Low weight is visible in children in two ways: stunting (low height for age) or wasting (low height for weight). Both these parameters were checked in the NHFS-5 survey. The results can be seen in the chart below.
Again, you can find some of the richer states like Maharashtra and Gujarat right at the top with some of the more backward and poorer states, like Bihar and Assam. Other North-Eastern states continue at the lower end, except Meghalaya which has the highest proportion of stunted children at 47%. The survey experts have cautioned that in the smaller states like those in the North-East (except Assam) the sample sizes are small and hence results need to be taken with some caution.
The other feature of an imbalanced or deficient diet – even of hunger – is existence of chronic anaemia. Again, this deficiency of iron in the blood affects both physical and mental development of the child. The chart below shows the shockingly high rates of anaemia in small children.
Note that yet again, Bihar is sandwiched between some of the more prosperous states like Gujarat and Maharashtra, although West Bengal and Telangana, too, are among the top five states. What is most striking is that the share of children with anaemia is over 60% in nine of the states and over 40% in 16 out of 17 states, with only Kerala marginally below that at 39%. Clearly, this is a national problem which has reached dire levels. Another noteworthy fact is that anaemia levels have increased in all states, except Meghalaya, where a small decline is reported.
This clearly shows that all the policies and exhortations by Central and state governments are failing as people are just unable to procure healthy balanced food on a daily basis. Remember, that this is when several government-run programmes are providing food to children, mainly through anganwadis for this age group.
Another equally disturbing aspect of this crisis is that anaemia continues unabated among women of reproductive age. As the chart below shows, Bihar and Gujarat continue to figure in the top five states, but the other three states are West Bengal, Tripura and Assam, all in Eastern India. In all the states, barring a few, proportion of women with anaemia has increased.

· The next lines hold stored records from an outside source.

//! Waypoint store
//!
//! The persistence seams of the refresh pipeline. [`interface`] defines one
//! narrow async trait per collaborator so the service can be handed exactly
//! the stores it needs (dependency injection, never ambient globals), and
//! [`memory`] provides the thread-safe in-memory implementation backing
//! tests and the demo binary.

pub mod interface;
pub mod memory;

pub use interface::{
    AuditStore, MetricsStore, RoadmapStore, SectionStore, StoreError, TicketPackStore,
};
pub use memory::MemoryStore;
//! Waypoint rollup
//!
//! Pure, deterministic reductions over ticket packs:
//! - [`aggregate`]: per-group completion counts keyed by the system prefix
//!   encoded in work item external ids
//! - [`project`]: fixed-threshold mapping from a completion percentage to a
//!   section status
//! - [`pack_summary`]: whole-pack counts for the moderation board
//!
//! Nothing in this crate performs I/O or holds state between calls; results
//! are recomputed fresh on every invocation and never cached.

pub mod aggregate;
pub mod project;
pub mod summary;

pub use aggregate::{aggregate, group_key, GroupKey};
pub use project::project;
pub use summary::{pack_summary, PackSummary};
//! Roadmap version tags
//!
//! Versions ride in the roadmap's free-text `status` field as `"vMAJOR.MINOR"`.
//! [`VersionTag`] is the structured parse/format vehicle: parsing tolerates a
//! missing `v` prefix and falls back to `v1.0` for anything unparseable, and a
//! refresh only ever bumps the minor component.

use once_cell::sync::Lazy;
use regex::Regex;
use serde::{Deserialize, Serialize};

static TAG_RE: Lazy<Regex> = Lazy::new(|| Regex::new(r"v?(\d+)\.(\d+)").expect("valid tag regex"));

/// A `vMAJOR.MINOR` roadmap version tag
#[derive(Debug, Clone, Copy, PartialEq, Eq, PartialOrd, Ord, Hash, Serialize, Deserialize)]
pub struct VersionTag {
    /// Major component; never bumped automatically
    pub major: u32,
    /// Minor component; incremented by one per refresh
    pub minor: u32,
}

impl VersionTag {
    /// Create a tag from its components
    #[inline]
    #[must_use]
    pub const fn new(major: u32, minor: u32) -> Self {
        Self { major, minor }
    }

    /// Parse a tag out of a free-text status field
    ///
    /// Accepts `"v2.3"` and `"2.3"` anywhere in the string. Returns `None`
    /// when no tag is present; callers fall back to [`VersionTag::default`].
    #[must_use]
    pub fn parse(text: &str) -> Option<Self> {
        let caps = TAG_RE.captures(text)?;
        let major = caps[1].parse().ok()?;
        let minor = caps[2].parse().ok()?;
        Some(Self { major, minor })
    }

    /// The tag the next refresh produces: minor + 1, major untouched
    #[inline]
    #[must_use]
    pub const fn bumped(self) -> Self {
        Self {
            major: self.major,
            minor: self.minor + 1,
        }
    }
}

impl Default for VersionTag {
    /// `v1.0`, the tag assumed for roadmaps with no parseable version
    fn default() -> Self {
        Self::new(1, 0)
    }
}

impl std::fmt::Display for VersionTag {
    fn fmt(&self, f: &mut std::fmt::Formatter<'_>) -> std::fmt::Result {
        write!(f, "v{}.{}", self.major, self.minor)
    }
}
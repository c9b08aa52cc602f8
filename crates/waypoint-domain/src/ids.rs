//! Typed identifiers
//!
//! Newtype wrappers keep tenant, roadmap and pack identities from being
//! mixed up at call sites. Entity ids are random UUIDs; audit event ids
//! are ULIDs so the audit trail sorts by creation time.

use serde::{Deserialize, Serialize};
use ulid::Ulid;
use uuid::Uuid;

/// Unique tenant identifier
#[derive(Debug, Clone, Copy, PartialEq, Eq, PartialOrd, Ord, Hash, Serialize, Deserialize)]
pub struct TenantId(pub Uuid);

impl TenantId {
    /// Generate new tenant ID
    #[inline]
    #[must_use]
    pub fn new() -> Self {
        Self(Uuid::new_v4())
    }
}

impl Default for TenantId {
    fn default() -> Self {
        Self::new()
    }
}

impl std::fmt::Display for TenantId {
    fn fmt(&self, f: &mut std::fmt::Formatter<'_>) -> std::fmt::Result {
        write!(f, "{}", self.0)
    }
}

/// Unique roadmap version identifier
#[derive(Debug, Clone, Copy, PartialEq, Eq, PartialOrd, Ord, Hash, Serialize, Deserialize)]
pub struct RoadmapId(pub Uuid);

impl RoadmapId {
    /// Generate new roadmap ID
    #[inline]
    #[must_use]
    pub fn new() -> Self {
        Self(Uuid::new_v4())
    }
}

impl Default for RoadmapId {
    fn default() -> Self {
        Self::new()
    }
}

impl std::fmt::Display for RoadmapId {
    fn fmt(&self, f: &mut std::fmt::Formatter<'_>) -> std::fmt::Result {
        write!(f, "{}", self.0)
    }
}

/// Unique roadmap section identifier
#[derive(Debug, Clone, Copy, PartialEq, Eq, PartialOrd, Ord, Hash, Serialize, Deserialize)]
pub struct SectionId(pub Uuid);

impl SectionId {
    /// Generate new section ID
    #[inline]
    #[must_use]
    pub fn new() -> Self {
        Self(Uuid::new_v4())
    }
}

impl Default for SectionId {
    fn default() -> Self {
        Self::new()
    }
}

impl std::fmt::Display for SectionId {
    fn fmt(&self, f: &mut std::fmt::Formatter<'_>) -> std::fmt::Result {
        write!(f, "{}", self.0)
    }
}

/// Unique ticket pack identifier
#[derive(Debug, Clone, Copy, PartialEq, Eq, PartialOrd, Ord, Hash, Serialize, Deserialize)]
pub struct TicketPackId(pub Uuid);

impl TicketPackId {
    /// Generate new ticket pack ID
    #[inline]
    #[must_use]
    pub fn new() -> Self {
        Self(Uuid::new_v4())
    }
}

impl Default for TicketPackId {
    fn default() -> Self {
        Self::new()
    }
}

impl std::fmt::Display for TicketPackId {
    fn fmt(&self, f: &mut std::fmt::Formatter<'_>) -> std::fmt::Result {
        write!(f, "{}", self.0)
    }
}

/// Unique work item identifier
#[derive(Debug, Clone, Copy, PartialEq, Eq, PartialOrd, Ord, Hash, Serialize, Deserialize)]
pub struct WorkItemId(pub Uuid);

impl WorkItemId {
    /// Generate new work item ID
    #[inline]
    #[must_use]
    pub fn new() -> Self {
        Self(Uuid::new_v4())
    }
}

impl Default for WorkItemId {
    fn default() -> Self {
        Self::new()
    }
}

impl std::fmt::Display for WorkItemId {
    fn fmt(&self, f: &mut std::fmt::Formatter<'_>) -> std::fmt::Result {
        write!(f, "{}", self.0)
    }
}

/// Unique user identifier
#[derive(Debug, Clone, Copy, PartialEq, Eq, PartialOrd, Ord, Hash, Serialize, Deserialize)]
pub struct UserId(pub Uuid);

impl UserId {
    /// Generate new user ID
    #[inline]
    #[must_use]
    pub fn new() -> Self {
        Self(Uuid::new_v4())
    }
}

impl Default for UserId {
    fn default() -> Self {
        Self::new()
    }
}

impl std::fmt::Display for UserId {
    fn fmt(&self, f: &mut std::fmt::Formatter<'_>) -> std::fmt::Result {
        write!(f, "{}", self.0)
    }
}

/// Unique agent configuration identifier
#[derive(Debug, Clone, Copy, PartialEq, Eq, PartialOrd, Ord, Hash, Serialize, Deserialize)]
pub struct AgentConfigId(pub Uuid);

impl AgentConfigId {
    /// Generate new agent configuration ID
    #[inline]
    #[must_use]
    pub fn new() -> Self {
        Self(Uuid::new_v4())
    }
}

impl Default for AgentConfigId {
    fn default() -> Self {
        Self::new()
    }
}

impl std::fmt::Display for AgentConfigId {
    fn fmt(&self, f: &mut std::fmt::Formatter<'_>) -> std::fmt::Result {
        write!(f, "{}", self.0)
    }
}

/// Unique audit event identifier (ULID for sortability)
#[derive(Debug, Clone, Copy, PartialEq, Eq, PartialOrd, Ord, Hash, Serialize, Deserialize)]
pub struct AuditEventId(pub Ulid);

impl AuditEventId {
    /// Generate new audit event ID
    #[inline]
    #[must_use]
    pub fn new() -> Self {
        Self(Ulid::new())
    }
}

impl Default for AuditEventId {
    fn default() -> Self {
        Self::new()
    }
}

impl std::fmt::Display for AuditEventId {
    fn fmt(&self, f: &mut std::fmt::Formatter<'_>) -> std::fmt::Result {
        write!(f, "{}", self.0)
    }
}
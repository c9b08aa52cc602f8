//! In-memory reference store
//!
//! Thread-safe maps keyed the way the real schema indexes: sections by
//! roadmap, items by pack, snapshots and outcomes by `(tenant, roadmap)`.
//! The audit trail is an append-only vector behind a mutex. Seeding
//! helpers exist for fixtures and the demo binary; the refresh pipeline
//! itself only touches the trait methods.

use crate::interface::{
    AuditStore, MetricsStore, RoadmapStore, SectionStore, StoreError, TicketPackStore,
};
use async_trait::async_trait;
use chrono::Utc;
use dashmap::DashMap;
use parking_lot::Mutex;
use waypoint_domain::{
    AgentConfig, AuditEvent, MetricSnapshot, Outcome, Roadmap, RoadmapId, RoadmapSection,
    TenantId, TicketPack, TicketPackId, WorkItem,
};

/// In-memory implementation of every collaborator trait
#[derive(Debug, Default)]
pub struct MemoryStore {
    roadmaps: DashMap<RoadmapId, Roadmap>,
    sections: DashMap<RoadmapId, Vec<RoadmapSection>>,
    packs: DashMap<(TenantId, RoadmapId), TicketPack>,
    items: DashMap<TicketPackId, Vec<WorkItem>>,
    snapshots: DashMap<(TenantId, RoadmapId), Vec<MetricSnapshot>>,
    outcomes: DashMap<(TenantId, RoadmapId), Outcome>,
    agent_configs: DashMap<TenantId, AgentConfig>,
    audit_trail: Mutex<Vec<AuditEvent>>,
}

impl MemoryStore {
    /// Create empty store
    #[inline]
    #[must_use]
    pub fn new() -> Self {
        Self::default()
    }

    /// Seed a ticket pack
    pub fn seed_pack(&self, pack: TicketPack) {
        self.packs.insert((pack.tenant_id, pack.roadmap_id), pack);
    }

    /// Seed a work item into its pack
    pub fn seed_item(&self, item: WorkItem) {
        self.items.entry(item.pack_id).or_default().push(item);
    }

    /// Seed a metric snapshot; callers seed in chronological order
    pub fn seed_snapshot(&self, snapshot: MetricSnapshot) {
        self.snapshots
            .entry((snapshot.tenant_id, snapshot.roadmap_id))
            .or_default()
            .push(snapshot);
    }

    /// Seed a computed outcome
    pub fn seed_outcome(&self, outcome: Outcome) {
        self.outcomes
            .insert((outcome.tenant_id, outcome.roadmap_id), outcome);
    }

    /// Seed a tenant's agent configuration
    pub fn seed_agent_config(&self, config: AgentConfig) {
        self.agent_configs.insert(config.tenant_id, config);
    }

    /// Snapshot of the audit trail, oldest first
    #[must_use]
    pub fn audit_events(&self) -> Vec<AuditEvent> {
        self.audit_trail.lock().clone()
    }

    /// Number of roadmap rows currently stored
    #[must_use]
    pub fn roadmap_count(&self) -> usize {
        self.roadmaps.len()
    }
}

#[async_trait]
impl RoadmapStore for MemoryStore {
    async fn fetch(&self, id: RoadmapId) -> Result<Option<Roadmap>, StoreError> {
        Ok(self.roadmaps.get(&id).map(|r| r.value().clone()))
    }

    async fn insert(&self, roadmap: Roadmap) -> Result<(), StoreError> {
        self.roadmaps.insert(roadmap.id, roadmap);
        Ok(())
    }
}

#[async_trait]
impl SectionStore for MemoryStore {
    async fn list_for_roadmap(
        &self,
        roadmap_id: RoadmapId,
    ) -> Result<Vec<RoadmapSection>, StoreError> {
        let mut sections = self
            .sections
            .get(&roadmap_id)
            .map(|s| s.value().clone())
            .unwrap_or_default();
        sections.sort_by_key(|s| s.section_number);
        Ok(sections)
    }

    async fn upsert(&self, mut section: RoadmapSection) -> Result<(), StoreError> {
        let mut sections = self.sections.entry(section.roadmap_id).or_default();
        section.updated_at = Utc::now();
        match sections
            .iter_mut()
            .find(|s| s.section_number == section.section_number)
        {
            Some(existing) => {
                // Updates keep the row identity of the first insert
                section.id = existing.id;
                *existing = section;
            }
            None => sections.push(section),
        }
        Ok(())
    }
}

#[async_trait]
impl TicketPackStore for MemoryStore {
    async fn find_pack(
        &self,
        tenant_id: TenantId,
        roadmap_id: RoadmapId,
    ) -> Result<Option<TicketPack>, StoreError> {
        Ok(self
            .packs
            .get(&(tenant_id, roadmap_id))
            .map(|p| p.value().clone()))
    }

    async fn items_for_pack(&self, pack_id: TicketPackId) -> Result<Vec<WorkItem>, StoreError> {
        Ok(self
            .items
            .get(&pack_id)
            .map(|i| i.value().clone())
            .unwrap_or_default())
    }
}

#[async_trait]
impl MetricsStore for MemoryStore {
    async fn snapshots(
        &self,
        tenant_id: TenantId,
        roadmap_id: RoadmapId,
    ) -> Result<Vec<MetricSnapshot>, StoreError> {
        Ok(self
            .snapshots
            .get(&(tenant_id, roadmap_id))
            .map(|s| s.value().clone())
            .unwrap_or_default())
    }

    async fn outcome(
        &self,
        tenant_id: TenantId,
        roadmap_id: RoadmapId,
    ) -> Result<Option<Outcome>, StoreError> {
        Ok(self
            .outcomes
            .get(&(tenant_id, roadmap_id))
            .map(|o| o.value().clone()))
    }
}

#[async_trait]
impl AuditStore for MemoryStore {
    async fn agent_config(&self, tenant_id: TenantId) -> Result<Option<AgentConfig>, StoreError> {
        Ok(self.agent_configs.get(&tenant_id).map(|c| c.value().clone()))
    }

    async fn record(&self, event: AuditEvent) -> Result<(), StoreError> {
        self.audit_trail.lock().push(event);
        Ok(())
    }
}
//! Testing utilities for the Waypoint workspace
//!
//! Shared fixtures: a seeded in-memory portfolio and small builders.

#![allow(missing_docs)]

use chrono::{Duration, Utc};
use waypoint_domain::{
    AgentConfig, MetricSnapshot, Outcome, Roadmap, RoadmapId, RoadmapSection, SectionStatus,
    TenantId, TicketPack, TicketPackId, UserId, WorkItem, WorkItemStatus,
};
use waypoint_store::{MemoryStore, RoadmapStore, SectionStore};

/// Identifiers of the entities [`seed_portfolio`] creates
#[derive(Debug, Clone, Copy)]
pub struct SeededPortfolio {
    pub tenant: TenantId,
    pub user: UserId,
    pub roadmap: RoadmapId,
    pub pack: TicketPackId,
}

pub fn work_item(pack: TicketPackId, external_id: &str, status: WorkItemStatus) -> WorkItem {
    WorkItem::new(pack, external_id)
        .with_title(format!("Ticket {external_id}"))
        .with_status(status)
}

pub fn section(roadmap: RoadmapId, number: u32, name: &str) -> RoadmapSection {
    let content = format!(
        "**Status:** 📋 Planned\n\n## {name}\n\nScope and rollout notes for {name}.",
    );
    RoadmapSection::new(roadmap, number, name, content)
        .with_status(SectionStatus::Planned)
        .with_cheatsheet(format!("- Owner: platform team\n- Scope: {name}"))
}

pub fn baseline_snapshots(
    tenant: TenantId,
    roadmap: RoadmapId,
) -> (MetricSnapshot, MetricSnapshot) {
    let start = Utc::now() - Duration::days(30);
    let baseline = MetricSnapshot::new(tenant, roadmap, "baseline", start)
        .with_response_time_ms(420.0)
        .with_conversion_rate(0.02)
        .with_adoption_rate(0.2)
        .with_ops_hours_per_week(30.0)
        .with_satisfaction_score(6.0);
    let latest = MetricSnapshot::new(tenant, roadmap, "30d", Utc::now())
        .with_response_time_ms(180.0)
        .with_conversion_rate(0.035)
        .with_adoption_rate(0.6)
        .with_ops_hours_per_week(18.0)
        .with_satisfaction_score(7.5);
    (baseline, latest)
}

pub fn sample_outcome(tenant: TenantId, roadmap: RoadmapId) -> Outcome {
    Outcome::new(tenant, roadmap)
        .with_time_savings(12.0)
        .with_revenue_impact(250_000.0)
        .with_cost_avoidance(40_000.0)
        .with_net_roi_percent(85.0)
        .with_qualitative_status("Ahead of plan after the first wave.")
}

/// Seed a representative tenant portfolio
///
/// Three sections: system 1 fully done, system 2 half done, system 3 with
/// no matching tickets. One stray ticket falls into the `Other` group.
/// Snapshots, an outcome and an agent configuration are present, so a
/// refresh exercises every pipeline step.
pub async fn seed_portfolio(store: &MemoryStore) -> SeededPortfolio {
    let tenant = TenantId::new();
    let user = UserId::new();

    let roadmap = Roadmap::new(tenant, user)
        .with_status("v2.3")
        .with_pilot_stage("wave-1");
    let roadmap_id = roadmap.id;
    store.insert(roadmap).await.expect("memory store insert");

    for (number, name) in [(1, "Intake Automation"), (2, "Ticket Triage"), (3, "Reporting")] {
        store
            .upsert(section(roadmap_id, number, name))
            .await
            .expect("memory store upsert");
    }

    let pack = TicketPack::new(tenant, roadmap_id, "Wave 1 delivery");
    let pack_id = pack.id;
    store.seed_pack(pack);
    for item in [
        work_item(pack_id, "T1.1", WorkItemStatus::Done),
        work_item(pack_id, "T1.2", WorkItemStatus::Done),
        work_item(pack_id, "T2.1", WorkItemStatus::Done),
        work_item(pack_id, "T2.2", WorkItemStatus::NotStarted),
        work_item(pack_id, "ops-cleanup", WorkItemStatus::Blocked),
    ] {
        store.seed_item(item);
    }

    let (baseline, latest) = baseline_snapshots(tenant, roadmap_id);
    store.seed_snapshot(baseline);
    store.seed_snapshot(latest);
    store.seed_outcome(sample_outcome(tenant, roadmap_id));
    store.seed_agent_config(AgentConfig::new(tenant, "Roadmap Copilot"));

    SeededPortfolio {
        tenant,
        user,
        roadmap: roadmap_id,
        pack: pack_id,
    }
}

Among some of the states with worrying increases are: Assam (20 percentage points increase), Tripura (13), Gujarat (10) and West Bengal (9). Policy makers evidently need to address this deadly crisis on an emergency basis: a weak mother, suffering from exhaustion and susceptible to infections, will have an effect on the whole household, and especially on children because in India’s society, it is she who looks after children and the elderly, and cooks, etc.
The Survey report also highlights that among pregnant women, too, high rates of anaemia were found. This would mean that the children they bear will inherit weaknesses and susceptibilities – they will be doomed from the first day of their life.
The picture is not yet complete: the remaining states/UTs data will hopefully be released at the earliest. It will include some of the biggest states like Uttar Pradesh, Madhya Pradesh and Rajasthan, as also some of the poorer states like Odisha, Jharkhand and Chhattisgarh, besides the relatively prosperous ones like Punjab and Haryana.
Yet, the trend shows a worsening of the nutrition crisis in India, even though the country is often declared to be “the fastest growing economy” or moving quickly to become “a $5 trillion economy”, or that a “New India” is being forged, and so on. These claims are all hollow: India is made up of people, who are hungry and debilitated. Not only that, our policy- makers are condemning future generations, too, to this prison of failing bodies, because today’s children are tomorrow’s adults.